Entre 1957 et 1961, le jeune Pierre Bourdieu – adversaire déclaré du colonialisme – pose un regard radicalement différent sur l’Algérie en s’intéressant à l’économie de la misère, à la perte de repères provoquée par les déplacements de population dans des camps de regroupement. Il est en avance sur son temps : la guerre impose ses images et ses photographes, le Français Marc Garanger tirant le portait de femmes « dévoilées » pour des besoins d’identification, l’Algérien Mohamed Kouaci s’intéressant aux réfugiés ou aux camps d’entraînement de l’ALN. La confrontation, dont on sait la violence, est montrée ici avec pudeur et élégance.

La joie de l’indépendance, saisie par le photographe de l’agence Magnum Marc Riboud, aurait pu clore l’exposition. Mais l’histoire de s’est pas arrêtée en 1962. Franco-Algérien né en 1961, Bruno Boudjelal s’est rendu dans le pays de son père en 1993, pendant les années noires. Il essaie depuis, en une approche intime, de rendre compte de la complexité des liens d’amour-haine unissant la France et l’Algérie. À propos de sa famille des deux rives, Boudjelal dit : « Je n’ai jamais réussi à réconcilier les deux histoires. »

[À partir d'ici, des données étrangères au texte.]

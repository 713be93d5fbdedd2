// Copyright (C) 2025 The Generia Authors
// SPDX-License-Identifier: AGPL-3.0-or-later
//! Background worker for failing abandoned tasks.
//!
//! A task stays in_progress when its worker stops mid-task. Tasks that have
//! not been updated within the configured timeout are finalized as failed,
//! which lets the completion check settle their world. The monitor is only
//! started when a timeout is configured.

use std::sync::Arc;
use std::time::Duration;

use chrono::Utc;
use generia_core::{StoreError, TaskResult, TaskStatus, TaskStore};
use tokio::sync::Notify;
use tracing::{debug, error, info, warn};

use crate::aggregator::CompletionAggregator;

/// Configuration for the stale task monitor.
#[derive(Debug, Clone)]
pub struct StaleTaskMonitorConfig {
    /// How often to look for stale tasks.
    pub poll_interval: Duration,
    /// Time without an update after which an in_progress task is failed.
    pub task_timeout: Duration,
    /// Maximum tasks failed per check.
    pub batch_size: i64,
}

impl Default for StaleTaskMonitorConfig {
    fn default() -> Self {
        Self {
            poll_interval: Duration::from_secs(60),
            task_timeout: Duration::from_secs(30 * 60),
            batch_size: 100,
        }
    }
}

/// Background worker that fails in_progress tasks nobody is working on.
pub struct StaleTaskMonitor {
    store: Arc<dyn TaskStore>,
    aggregator: Arc<CompletionAggregator>,
    config: StaleTaskMonitorConfig,
    shutdown: Arc<Notify>,
}

impl StaleTaskMonitor {
    pub fn new(
        store: Arc<dyn TaskStore>,
        aggregator: Arc<CompletionAggregator>,
        config: StaleTaskMonitorConfig,
    ) -> Self {
        Self {
            store,
            aggregator,
            config,
            shutdown: Arc::new(Notify::new()),
        }
    }

    /// Get a handle that can be used to signal shutdown.
    pub fn shutdown_handle(&self) -> Arc<Notify> {
        self.shutdown.clone()
    }

    /// Run the monitor loop until the shutdown signal is received.
    pub async fn run(&self) {
        info!(
            poll_interval_secs = self.config.poll_interval.as_secs(),
            task_timeout_secs = self.config.task_timeout.as_secs(),
            "Stale task monitor started"
        );

        loop {
            tokio::select! {
                biased;

                _ = self.shutdown.notified() => {
                    info!("Stale task monitor received shutdown signal");
                    break;
                }

                _ = tokio::time::sleep(self.config.poll_interval) => {
                    if let Err(e) = self.check_stale_tasks().await {
                        error!(error = %e, "Failed to check stale tasks");
                    }
                }
            }
        }

        info!("Stale task monitor stopped");
    }

    /// Fail every stale task in one batch. Returns how many were failed.
    pub async fn check_stale_tasks(&self) -> Result<usize, StoreError> {
        let timeout = chrono::Duration::from_std(self.config.task_timeout).map_err(|e| {
            StoreError::ValidationError {
                field: "task_timeout".to_string(),
                message: e.to_string(),
            }
        })?;
        let cutoff = Utc::now() - timeout;

        let stale = self
            .store
            .list_stale_in_progress(cutoff, self.config.batch_size)
            .await?;
        if stale.is_empty() {
            debug!("No stale tasks found");
            return Ok(0);
        }

        info!(count = stale.len(), "Found stale tasks to fail");

        let mut failed = 0;
        for task in stale {
            let result = TaskResult::failed(format!(
                "Task abandoned: no progress since {} (timeout: {}s)",
                task.updated_at.to_rfc3339(),
                self.config.task_timeout.as_secs()
            ));
            match self.store.finalize(&task.id, TaskStatus::Failed, &result).await {
                Ok(()) => {
                    failed += 1;
                    warn!(
                        task_id = %task.id,
                        world_id = %task.world_id,
                        last_update = %task.updated_at,
                        "Failed stale task"
                    );
                }
                // Finished by its worker after the listing.
                Err(StoreError::InvalidTaskState { .. }) => continue,
                Err(e) => {
                    error!(task_id = %task.id, error = %e, "Failed to fail stale task");
                    continue;
                }
            }

            if let Err(e) = self.aggregator.check_and_advance(&task.world_id).await {
                error!(world_id = %task.world_id, error = %e, "Failed to check world completion");
            }
        }

        Ok(failed)
    }
}
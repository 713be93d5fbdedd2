// Copyright (C) 2025 The Generia Authors
// SPDX-License-Identifier: AGPL-3.0-or-later
//! Configuration for generia-worker.

use std::env;
use std::str::FromStr;
use std::time::Duration;

use crate::aggregator::CompletionPolicy;
use crate::notification::DEFAULT_TASKS_TOPIC;
use crate::scheduler::{ClaimMode, SchedulerKind};
use crate::worker::WorkerConfig;

/// Worker configuration loaded from environment variables.
#[derive(Debug, Clone)]
pub struct Config {
    /// `postgres://…` or `sqlite:…`
    pub database_url: String,
    pub db_max_connections: u32,
    /// Idle wait when the queue is empty
    pub poll_interval_ms: u64,
    /// Pause between processed tasks
    pub task_delay_ms: u64,
    /// Pause after a task could not be marked in_progress
    pub claim_retry_delay_ms: u64,
    pub claim_mode: ClaimMode,
    pub scheduler: SchedulerKind,
    pub completion_policy: CompletionPolicy,
    /// Fixed seed for content generation
    pub rng_seed: Option<u64>,
    /// Comma-separated Kafka brokers. Notifications stay in-process when unset.
    pub kafka_brokers: Option<String>,
    pub tasks_topic: String,
    pub publish_timeout_ms: u64,
    /// Enables the stale task monitor
    pub stale_task_timeout_secs: Option<u64>,
    pub stale_task_poll_interval_secs: u64,
}

impl Config {
    /// Load configuration from environment variables.
    pub fn from_env() -> Result<Self, ConfigError> {
        let database_url = env::var("GENERIA_DATABASE_URL")
            .or_else(|_| env::var("DATABASE_URL"))
            .map_err(|_| ConfigError::MissingEnvVar("GENERIA_DATABASE_URL or DATABASE_URL"))?;

        Ok(Self {
            database_url,
            db_max_connections: parse_or("GENERIA_DB_MAX_CONNECTIONS", 10)?,
            poll_interval_ms: parse_or("GENERIA_POLL_INTERVAL_MS", 5000)?,
            task_delay_ms: parse_or("GENERIA_TASK_DELAY_MS", 500)?,
            claim_retry_delay_ms: parse_or("GENERIA_CLAIM_RETRY_DELAY_MS", 1000)?,
            claim_mode: parse_or("GENERIA_CLAIM_MODE", ClaimMode::default())?,
            scheduler: parse_or("GENERIA_SCHEDULER", SchedulerKind::default())?,
            completion_policy: parse_or(
                "GENERIA_COMPLETION_POLICY",
                CompletionPolicy::default(),
            )?,
            rng_seed: parse_opt("GENERIA_RNG_SEED")?,
            kafka_brokers: non_empty("GENERIA_KAFKA_BROKERS"),
            tasks_topic: non_empty("GENERIA_TASKS_TOPIC")
                .unwrap_or_else(|| DEFAULT_TASKS_TOPIC.to_string()),
            publish_timeout_ms: parse_or("GENERIA_PUBLISH_TIMEOUT_MS", 5000)?,
            stale_task_timeout_secs: parse_opt("GENERIA_STALE_TASK_TIMEOUT_SECS")?,
            stale_task_poll_interval_secs: parse_or("GENERIA_STALE_TASK_POLL_INTERVAL_SECS", 60)?,
        })
    }

    /// Worker loop settings derived from this configuration.
    pub fn worker_config(&self) -> WorkerConfig {
        WorkerConfig {
            poll_interval: Duration::from_millis(self.poll_interval_ms),
            task_delay: Duration::from_millis(self.task_delay_ms),
            claim_retry_delay: Duration::from_millis(self.claim_retry_delay_ms),
            completion_policy: self.completion_policy,
            rng_seed: self.rng_seed,
            ..WorkerConfig::default()
        }
    }
}

/// Configuration errors.
#[derive(Debug, thiserror::Error)]
pub enum ConfigError {
    /// A required environment variable is missing.
    #[error("Missing required environment variable: {0}")]
    MissingEnvVar(&'static str),
    /// An environment variable could not be parsed.
    #[error("Invalid value for {var}: '{value}'")]
    Invalid { var: &'static str, value: String },
}

/// Log filter used when `RUST_LOG` is unset.
pub const DEFAULT_LOG_FILTER: &str = "generia_worker=info,generia_core=info";

/// Tracing filter directives from `RUST_LOG`. Call after `.env` is loaded.
pub fn log_filter() -> String {
    non_empty("RUST_LOG").unwrap_or_else(|| DEFAULT_LOG_FILTER.to_string())
}

fn non_empty(var: &str) -> Option<String> {
    env::var(var).ok().filter(|v| !v.trim().is_empty())
}

fn parse_opt<T: FromStr>(var: &'static str) -> Result<Option<T>, ConfigError> {
    match non_empty(var) {
        Some(value) => value
            .trim()
            .parse()
            .map(Some)
            .map_err(|_| ConfigError::Invalid { var, value }),
        None => Ok(None),
    }
}

fn parse_or<T: FromStr>(var: &'static str, default: T) -> Result<T, ConfigError> {
    Ok(parse_opt(var)?.unwrap_or(default))
}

Faut-il pour autant renoncer à tout espoir ? Les images d’Alger signées par Karim Kal (1977) et que chaque visiteur peut emporter en sortant de l’exposition s’ouvrent grand sur le bleu du ciel, sur le bleu de la mer. Ce sont, écrit-il, « des images qui respirent, équilibrées, presque apaisées », « des images ouvertes sur l’ailleurs ».